Penaltı futbolda kalecilerin kabusu. Topun ayaktan çıkmasıyla kaleye varması arasındaki zaman ortalamada bir saniyeden daha az. Dolayısıyla kalecinin topun gittiği yönü görüp atlama şansı yok, sezgilerine güvenmek zorunda. Tamamen belirsizliklerle dolu böyle bir durumda kalecilerin derdine az da olsa derman olabilecek bir strateji var mıdır? Bir başka deyişle, kaleciler penaltı atışında ne yaparlarsa şutu kurtarma olasılıkları en yüksek olur?
Michael Bar-Eli ve arkadaşlarından* oluşan bir araştırma grubu üst düzey liglerde ve uluslararası turnuvalarda atılan 286 penaltı atışını izleyerek kaleciler için en doğru stratejinin ne olduğunu belirlemeye çalışmışlar. Kalecilerin penaltıyı kurtarma şansları en çok ne yaptıklarında artıyor dersiniz? Kalenin ortasında durduklarında! Kaleciler kendi sollarına atladıklarında penaltıyı çıkarma olasılıkları %14. Kendi sağlarına atladıklarında da şansları hemen hemen aynı: %13. Ancak ortada durdukları zaman penaltıyı çıkarma şansları %33'e yükseliyor!
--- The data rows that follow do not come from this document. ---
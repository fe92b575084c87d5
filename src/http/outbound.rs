//! Outbound JSON POST client shared by the upstream forwarder and the
//! form transport.

use crate::error::{ErrorKind, RelayError};
use crate::http::StatusCode;
use bytes::Bytes;
use http_body_util::{BodyExt, Full};
use hyper::header::CONTENT_TYPE;
use hyper::{Request, Uri};
use hyper_util::client::legacy::connect::HttpConnector;
use hyper_util::client::legacy::Client;
use hyper_util::rt::TokioExecutor;
use tracing::debug;

/// Pooled HTTP/1 client that POSTs JSON bodies.
///
/// Plain `http://` only; there is no TLS connector, which is why
/// [`RelayError::parse_uri`] refuses other schemes. Cloning is cheap and shares the connection pool. No timeout is set;
/// a peer that never answers keeps the call pending.
#[derive(Clone)]
pub struct JsonClient {
    inner: Client<HttpConnector, Full<Bytes>>,
}

impl JsonClient {
    pub fn new() -> Self {
        Self {
            inner: Client::builder(TokioExecutor::new()).build_http(),
        }
    }

    /// POST `body` to `uri` and collect the full response.
    ///
    /// Returns the status and body whatever the status is; deciding what
    /// counts as failure is left to the caller.
    pub async fn post(&self, uri: Uri, body: Bytes) -> Result<(StatusCode, Bytes), RelayError> {
        debug!("POST {} ({} bytes)", uri, body.len());

        let request = Request::builder()
            .method(hyper::Method::POST)
            .uri(uri)
            .header(CONTENT_TYPE, "application/json")
            .body(Full::new(body))
            .map_err(|e| RelayError::new(ErrorKind::Request, e.to_string()))?;

        let response = self.inner.request(request).await?;
        let status = StatusCode(response.status().as_u16());
        let body = response.into_body().collect().await?.to_bytes();

        Ok((status, body))
    }
}

impl Default for JsonClient {
    fn default() -> Self {
        Self::new()
    }
}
Kalecilerin incelenen 286 penaltıdaki davranışlarına baktığımızda ise penaltıların %49'unda sol taraflarına, %44'ünde ise sağ taraflarına atlamışlar. Atışların sadece %6'sında kalenin ortasında kalmışlar!
Tüm bu verilere baktığımızda ortaya ironik bir durum çıkıyor: Kaleciler kalenin ortasında kalsa penaltıyı çıkarma ihtimalleri yükseliyor ama onlar ısrarla bir köşeye atlamayı tercih ediyorlar. Peki bunun psikolojik nedenleri ne?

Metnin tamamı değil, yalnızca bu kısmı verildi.